Figure 4.

Lipoplex-mediated delivery of anti-miR-21 oligonucleotides in U87 human GBM cells and miR-21, PTEN and PDCD4 expression after oligonucleotide-mediated miR-21 silencing. For the assessment of lipoplex-cell association, U87 cells were incubated with lipoplexes for 4 h, rinsed with PBS and prepared for flow cytometry analysis (as described in Supplementary Materials and Methods). Viable cells were gated based on morphologic features, including cell volume (given by the forward scatter, FSC) and cell complexity (given by the side scatter, SSC) (left plots in [A and B]).

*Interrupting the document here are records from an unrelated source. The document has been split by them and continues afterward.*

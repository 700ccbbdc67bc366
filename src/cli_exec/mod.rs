use anyhow::{Context, Result};

use skulink::Resolver;
use skulink::model::AppConfig;
use skulink::source::{
    LinkingSource, RemoteLinkingTable, TableFile, recent_linking_file, resolve_token,
};
use skulink::store::ConfigStore;

use crate::cli_commands::lookup::SourceArgs;
use crate::{Commands, ConfigCommands};

mod config_ops;
mod lookup;
mod source_select;

pub(crate) fn handle_command(command: Commands) -> Result<()> {
    match command {
        Commands::Init(args) => config_ops::handle_init_command(args.path, args.force)?,
        Commands::Config { command } => config_ops::handle_config_command(command)?,
        Commands::ChannelSkus(args) => lookup::handle_channel_skus_command(args)?,
        Commands::CentralSkus(args) => lookup::handle_central_skus_command(args)?,
        Commands::Linked(args) => lookup::handle_linked_command(args)?,
        Commands::Channels(args) => lookup::handle_channels_command(args)?,
        Commands::Aliases(args) => lookup::handle_aliases_command(args)?,
        Commands::Stats(args) => lookup::handle_stats_command(args)?,
    }
    Ok(())
}
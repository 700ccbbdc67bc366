//! Channel name normalization.
//!
//! Users type channel names however they like ("amazon.de", " EBAY ",
//! "Amazon UK"). The alias table maps the normalized form of every accepted
//! spelling to the canonical channel name used as the index key.

use std::collections::{BTreeMap, BTreeSet};

use tracing::debug;

use crate::error::LookupError;

/// Informal names for one store.
#[derive(Clone, Copy, Debug)]
pub struct AliasGroup {
    /// Channel name as recorded in the linking table.
    pub canonical: &'static str,
    /// Label for channel pickers.
    pub display: Option<&'static str>,
    pub aliases: &'static [&'static str],
}

pub const ALIAS_GROUPS: &[AliasGroup] = &[
    AliasGroup {
        canonical: "EBAY0",
        display: Some("eBay"),
        aliases: &["ebay"],
    },
    AliasGroup {
        canonical: "Stc Stores",
        display: Some("Amazon UK"),
        aliases: &["amazon", "amazonuk", "amazon uk", "amazon.co.uk"],
    },
    AliasGroup {
        canonical: "STC Stores France",
        display: Some("Amazon FR"),
        aliases: &["amazon france", "amazonfr", "amazon fr", "amazon.fr"],
    },
    AliasGroup {
        canonical: "STC Stores Germany",
        display: Some("Amazon DE"),
        aliases: &["amazon germany", "amazonde", "amazon de", "amazon.de"],
    },
    AliasGroup {
        canonical: "STC Stores Spain",
        display: Some("Amazon ES"),
        aliases: &["amazon spain", "amazones", "amazon es", "amazon.es"],
    },
    AliasGroup {
        canonical: "STC Stores Italy",
        display: None,
        aliases: &["amazon italy", "amazonit", "amazon it", "amazon.it"],
    },
    AliasGroup {
        canonical: "STC Stores USA",
        display: Some("Amazon USA"),
        aliases: &[
            "amazon us",
            "amazonus",
            "amazon.com",
            "amazon usa",
            "amazonusa",
            "amazon america",
            "amazonamerica",
        ],
    },
    AliasGroup {
        canonical: "STC Stores Canada",
        display: None,
        aliases: &["amazon canada", "amazonca", "amazon ca", "amazon.ca"],
    },
    AliasGroup {
        canonical: "STC Stores Mexico",
        display: None,
        aliases: &[
            "amazon mexico",
            "amazonmx",
            "amazon mx",
            "amazon.mx",
            "amazon.com.mx",
        ],
    },
    AliasGroup {
        canonical: "stcstores.co.uk (shopify)",
        display: Some("Shopify"),
        aliases: &["shopify", "stcstores.co.uk", "stcstores.com"],
    },
];

pub fn normalize_channel(input: &str) -> String {
    input.trim().to_lowercase()
}

/// Normalized spelling -> canonical channel name.
#[derive(Clone, Debug, Default)]
pub struct ChannelAliases {
    channels: BTreeSet<String>,
    table: BTreeMap<String, String>,
    display: BTreeMap<String, &'static str>,
}

impl ChannelAliases {
    pub fn build<'a>(channels: impl IntoIterator<Item = &'a str>) -> Self {
        Self::with_groups(channels, ALIAS_GROUPS)
    }

    /// Registers every channel under its own normalized name, then each
    /// group whose canonical channel is present.
    ///
    /// Group membership is matched case-insensitively and aliases point at
    /// the spelling found in the data. An alias never replaces an existing
    /// entry, so canonical names always resolve to themselves.
    pub fn with_groups<'a>(
        channels: impl IntoIterator<Item = &'a str>,
        groups: &[AliasGroup],
    ) -> Self {
        let channels: Vec<&str> = channels.into_iter().collect();
        let mut table = BTreeMap::new();
        for channel in &channels {
            table
                .entry(normalize_channel(channel))
                .or_insert_with(|| channel.to_string());
        }

        let mut display = BTreeMap::new();
        for group in groups {
            let Some(canonical) = find_channel(&channels, group.canonical) else {
                debug!(channel = group.canonical, "alias group skipped, channel not in data");
                continue;
            };
            for alias in group.aliases {
                table
                    .entry(normalize_channel(alias))
                    .or_insert_with(|| canonical.to_string());
            }
            if let Some(label) = group.display {
                display.entry(canonical.to_string()).or_insert(label);
            }
            debug!(
                channel = canonical,
                aliases = group.aliases.len(),
                "alias group registered"
            );
        }

        Self {
            channels: channels.iter().map(|c| c.to_string()).collect(),
            table,
            display,
        }
    }

    /// Canonical channel for `input`.
    ///
    /// An exact canonical name always resolves to itself, even when another
    /// channel shares its normalized form.
    pub fn resolve(&self, input: &str) -> Result<&str, LookupError> {
        if let Some(canonical) = self.channels.get(input) {
            return Ok(canonical.as_str());
        }
        self.table
            .get(&normalize_channel(input))
            .map(String::as_str)
            .ok_or_else(|| LookupError::UnknownChannel(input.to_string()))
    }

    pub fn display_name(&self, canonical: &str) -> Option<&'static str> {
        self.display.get(canonical).copied()
    }

    /// `(normalized alias, canonical channel)` pairs, sorted by alias.
    pub fn entries(&self) -> impl Iterator<Item = (&str, &str)> {
        self.table.iter().map(|(k, v)| (k.as_str(), v.as_str()))
    }

    pub fn len(&self) -> usize {
        self.table.len()
    }

    pub fn is_empty(&self) -> bool {
        self.table.is_empty()
    }
}

fn find_channel<'a>(channels: &[&'a str], wanted: &str) -> Option<&'a str> {
    channels
        .iter()
        .find(|c| **c == wanted)
        .or_else(|| channels.iter().find(|c| c.eq_ignore_ascii_case(wanted)))
        .copied()
}

#[cfg(test)]
#[path = "tests/aliases_tests.rs"]
mod tests;
use std::path::PathBuf;

use clap::Args;

#[derive(Args)]
pub(crate) struct InitArgs {
    /// Re-initialize if .skulink already exists
    #[arg(long)]
    pub(crate) force: bool,
    /// Path to initialize (defaults to current directory)
    #[arg(long)]
    pub(crate) path: Option<PathBuf>,
}
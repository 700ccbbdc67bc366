use std::path::PathBuf;

use skulink::model::{BackupConfig, DEFAULT_EXPORT_PATH, RemoteConfig};

use super::*;

pub(super) fn handle_init_command(path: Option<PathBuf>, force: bool) -> Result<()> {
    let root = match path {
        Some(p) => p,
        None => std::env::current_dir().context("get current dir")?,
    };
    let store = ConfigStore::init(&root, force)?;
    println!("Initialized skulink config at {}", store.dir().display());
    Ok(())
}

pub(super) fn handle_config_command(command: ConfigCommands) -> Result<()> {
    let store = ConfigStore::discover(&std::env::current_dir().context("get current dir")?)?;
    let mut cfg = store.read_config()?;

    match command {
        ConfigCommands::Show { json } => {
            if json {
                println!(
                    "{}",
                    serde_json::to_string_pretty(&cfg).context("serialize config json")?
                );
                return Ok(());
            }
            println!(
                "columns: {} / {} / {}",
                cfg.columns.central_id, cfg.columns.channel_name, cfg.columns.channel_id
            );
            match &cfg.remote {
                Some(remote) => {
                    println!("remote: {}{}", remote.base_url, remote.export_path);
                    println!(
                        "token: {}",
                        if remote.token.is_some() { "set" } else { "unset" }
                    );
                }
                None => println!("remote: none"),
            }
            match &cfg.backups {
                Some(b) => println!(
                    "backups: {} ({}, skip newest {})",
                    b.dir.display(),
                    b.file_name,
                    b.skip_newest
                ),
                None => println!("backups: none"),
            }
            return Ok(());
        }
        ConfigCommands::SetRemote {
            url,
            token,
            export_path,
        } => {
            let previous = cfg.remote.take();
            cfg.remote = Some(RemoteConfig {
                base_url: url,
                token: token.or_else(|| previous.as_ref().and_then(|r| r.token.clone())),
                export_path: export_path
                    .or_else(|| previous.map(|r| r.export_path))
                    .unwrap_or_else(|| DEFAULT_EXPORT_PATH.to_string()),
            });
            println!("Remote configured");
        }
        ConfigCommands::SetBackups {
            dir,
            file_name,
            skip_newest,
        } => {
            let skip_newest = skip_newest
                .or_else(|| cfg.backups.as_ref().map(|b| b.skip_newest))
                .unwrap_or(2);
            cfg.backups = Some(BackupConfig {
                dir,
                file_name,
                skip_newest,
            });
            println!("Backups configured");
        }
        ConfigCommands::SetColumns {
            central_id,
            channel_name,
            channel_id,
        } => {
            if let Some(v) = central_id {
                cfg.columns.central_id = v;
            }
            if let Some(v) = channel_name {
                cfg.columns.channel_name = v;
            }
            if let Some(v) = channel_id {
                cfg.columns.channel_id = v;
            }
            println!("Columns configured");
        }
    }

    store.write_config(&cfg)
}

Fluorescent intensity plots of U87 cells (A) untreated or (B) transfected with lipoplexes at a final concentration of 100 nm anti-miR-21 oligonucleotides are shown in the right plots in (A) and (B). Mean fluorescence values (geometric mean) are indicated for each plot. (C) miR-21 and (D) PTEN and PDCD4 mRNA expression levels in U87 cells 48 h after transfection with anti-miR-21 or scrambled oligonucleotides (n = 3), at a final oligonucleotide concentration of 50 or 100 nm. MiR-21 expression levels, normalized to the reference U6snRNA, as well as PTEN and PDCD4 expression levels, normalized to the reference HPRT1, are presented as relative expression values to control untreated cells. (E) Representative gel showing PTEN and PDCD4 protein levels in U87 cells 48 h after transfection with anti-miR-21 or scrambled oligonucleotides (n = 3) at a final oligonucleotide concentration of 100 nm. (F) Quantification of PTEN and PDCD4 bands observed in (E), corrected for individual α-tubulin signal intensity. Results are presented as PTEN and PDCD4 expression levels relative to control. *P < 0.05, **P < 0.01, ***P < 0.001 when compared with cells transfected with a similar amount of scrambled oligonucleotides.